## What to do:
Out of the lines below, please list those that hold the string "adapters".

##### Information #####

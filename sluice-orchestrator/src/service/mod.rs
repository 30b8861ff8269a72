//! Service Module
//!
//! Business logic layer for the orchestrator.
//! Services orchestrate between repositories and the engine.

pub mod connection;
pub mod execution;
pub mod pipeline;

// Re-export for convenience
pub use connection as connection_service;
pub use execution as execution_service;
pub use pipeline as pipeline_service;
//! Record model
//!
//! Records are JSON objects whose key order is preserved, so column order
//! from a database or API survives every stage.

use serde_json::Value;

/// One row: column name to scalar or nested value
pub type Record = serde_json::Map<String, Value>;

/// Ordered collection of records flowing between nodes
pub type RecordSet = Vec<Record>;

/// Key used when a non-object element has to become a record
pub const SCALAR_KEY: &str = "value";

/// Turns an arbitrary JSON value into a record
///
/// Objects are taken as-is; anything else is wrapped under [`SCALAR_KEY`].
pub fn into_record(value: Value) -> Record {
    match value {
        Value::Object(map) => map,
        other => {
            let mut record = Record::new();
            record.insert(SCALAR_KEY.to_string(), other);
            record
        }
    }
}

/// Reads a possibly dotted field (`rating.rate`) from a record
pub fn lookup<'a>(record: &'a Record, path: &str) -> Option<&'a Value> {
    let mut parts = path.split('.');
    let first = parts.next()?;
    let mut current = record.get(first)?;
    for part in parts {
        current = current.as_object()?.get(part)?;
    }
    Some(current)
}

#[cfg(test)]
mod tests {
    use super::*;
    use serde_json::json;

    #[test]
    fn test_into_record_wraps_scalars() {
        assert_eq!(into_record(json!({"a": 1}))["a"], json!(1));
        assert_eq!(into_record(json!(42))[SCALAR_KEY], json!(42));
    }

    #[test]
    fn test_lookup_nested_field() {
        let record = into_record(json!({ "rating": { "rate": 4.5 }, "title": "x" }));
        assert_eq!(lookup(&record, "rating.rate"), Some(&json!(4.5)));
        assert_eq!(lookup(&record, "title"), Some(&json!("x")));
        assert_eq!(lookup(&record, "title.len"), None);
        assert_eq!(lookup(&record, "missing"), None);
    }

    #[test]
    fn test_record_preserves_column_order() {
        let record = into_record(json!({ "zeta": 1, "alpha": 2, "mid": 3 }));
        let keys: Vec<_> = record.keys().map(String::as_str).collect();
        assert_eq!(keys, vec!["zeta", "alpha", "mid"]);
    }
}
//! Data Transfer Objects
//!
//! Request and response shapes used by the orchestrator HTTP API and the
//! CLI. DTOs are lightweight projections of the domain types.

pub mod connection;
pub mod execution;
pub mod pipeline;
pub mod preview;
//! Node processor
//!
//! Runs a single node against the current record set. The record set is only
//! replaced when the node succeeds, so a failing node leaves the data of the
//! previous stage in place for the rest of the run.

use sluice_core::domain::node::{
    ConnectionRef, Node, NodeType, TransformConfig, TransformKind, ValidateConfig,
};
use sluice_core::domain::outcome::DestinationResult;
use sluice_core::domain::record::RecordSet;
use std::sync::Arc;
use tracing::{debug, info, warn};

use crate::adapter::AdapterRegistry;
use crate::condition::Filter;
use crate::config::EngineConfig;
use crate::error::NodeError;
use crate::resolve::ConnectionResolver;
use crate::validation::Validator;

/// What a node did, for the engine to log and count
#[derive(Debug, Clone, PartialEq)]
pub enum NodeReport {
    Fetched { count: usize },
    Transformed { count: usize },
    /// Kind recognized but not implemented; records pass through untouched
    TransformNotSupported { kind: String, count: usize },
    Validated { errors_count: u64, valid_records: u64 },
    Delivered(DestinationResult),
    /// Unknown node type; nothing was executed
    Skipped { node_type: String },
}

pub struct NodeProcessor {
    resolver: ConnectionResolver,
    adapters: Arc<AdapterRegistry>,
    validator: Validator,
    config: EngineConfig,
}

impl NodeProcessor {
    pub fn new(
        resolver: ConnectionResolver,
        adapters: Arc<AdapterRegistry>,
        config: EngineConfig,
    ) -> Self {
        Self {
            resolver,
            adapters,
            validator: Validator::new(),
            config,
        }
    }

    /// Processes one node, updating `records` on success
    pub async fn process(
        &self,
        node: &Node,
        records: &mut RecordSet,
    ) -> Result<NodeReport, NodeError> {
        match &node.node_type {
            NodeType::Source => {
                *records = self.source(node).await?;
                Ok(NodeReport::Fetched {
                    count: records.len(),
                })
            }
            NodeType::Transform => self.transform(node, records),
            NodeType::Validate => self.validate(node, records),
            NodeType::Destination => Ok(NodeReport::Delivered(
                self.destination(node, records).await?,
            )),
            NodeType::Other(other) => Ok(NodeReport::Skipped {
                node_type: other.clone(),
            }),
        }
    }

    async fn source(&self, node: &Node) -> Result<RecordSet, NodeError> {
        let id = connection_id(node, "No data source specified in source node")?;
        let (connection, config) = self.resolver.resolve(id).await?;

        let adapter = self
            .adapters
            .source(connection.connection_type)
            .ok_or(NodeError::UnsupportedSourceType(connection.connection_type))?;

        info!(
            "Fetching from {} source '{}'",
            connection.connection_type, connection.name
        );
        Ok(adapter.fetch(&config, node).await?)
    }

    fn transform(&self, node: &Node, records: &mut RecordSet) -> Result<NodeReport, NodeError> {
        let config: TransformConfig = node
            .typed_config()
            .map_err(|e| NodeError::InvalidConfig(e.to_string()))?;

        match config.kind() {
            TransformKind::Filter { condition } => {
                let strict = config.strict || self.config.strict_conditions;
                let filter = Filter::compile(&condition, strict)?;
                let before = records.len();
                records.retain(|record| filter.matches(record));
                debug!(
                    "Filter '{}' kept {} of {} records",
                    condition,
                    records.len(),
                    before
                );
                Ok(NodeReport::Transformed {
                    count: records.len(),
                })
            }
            TransformKind::NotYetSupported(kind) => Ok(NodeReport::TransformNotSupported {
                kind,
                count: records.len(),
            }),
            TransformKind::PassThrough => Ok(NodeReport::Transformed {
                count: records.len(),
            }),
        }
    }

    fn validate(&self, node: &Node, records: &RecordSet) -> Result<NodeReport, NodeError> {
        let config: ValidateConfig = node
            .typed_config()
            .map_err(|e| NodeError::InvalidConfig(e.to_string()))?;

        let (rules, skipped) = config.parse_rules();
        for problem in &skipped {
            warn!("Validate node '{}': ignoring {}", node.name, problem);
        }

        let report = self.validator.validate(records, &rules);
        Ok(NodeReport::Validated {
            errors_count: report.errors_count,
            valid_records: report.valid_records,
        })
    }

    async fn destination(
        &self,
        node: &Node,
        records: &RecordSet,
    ) -> Result<DestinationResult, NodeError> {
        let id = connection_id(node, "No destination data source specified")?;
        let (connection, config) = self.resolver.resolve(id).await?;

        let adapter = self
            .adapters
            .destination(connection.connection_type)
            .ok_or(NodeError::UnsupportedDestinationType(
                connection.connection_type,
            ))?;

        info!(
            "Delivering {} records to {} destination '{}'",
            records.len(),
            connection.connection_type,
            connection.name
        );
        Ok(adapter.write(&config, node, records).await?)
    }
}

fn connection_id(node: &Node, missing: &str) -> Result<uuid::Uuid, NodeError> {
    let reference: ConnectionRef = node
        .typed_config()
        .map_err(|e| NodeError::InvalidConfig(e.to_string()))?;
    reference
        .data_source_id
        .ok_or_else(|| NodeError::MissingConfig(missing.to_string()))
}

#####

## Expected answer:
    adapters: Arc<AdapterRegistry>,
        adapters: Arc<AdapterRegistry>,
            adapters,
            .adapters
            .adapters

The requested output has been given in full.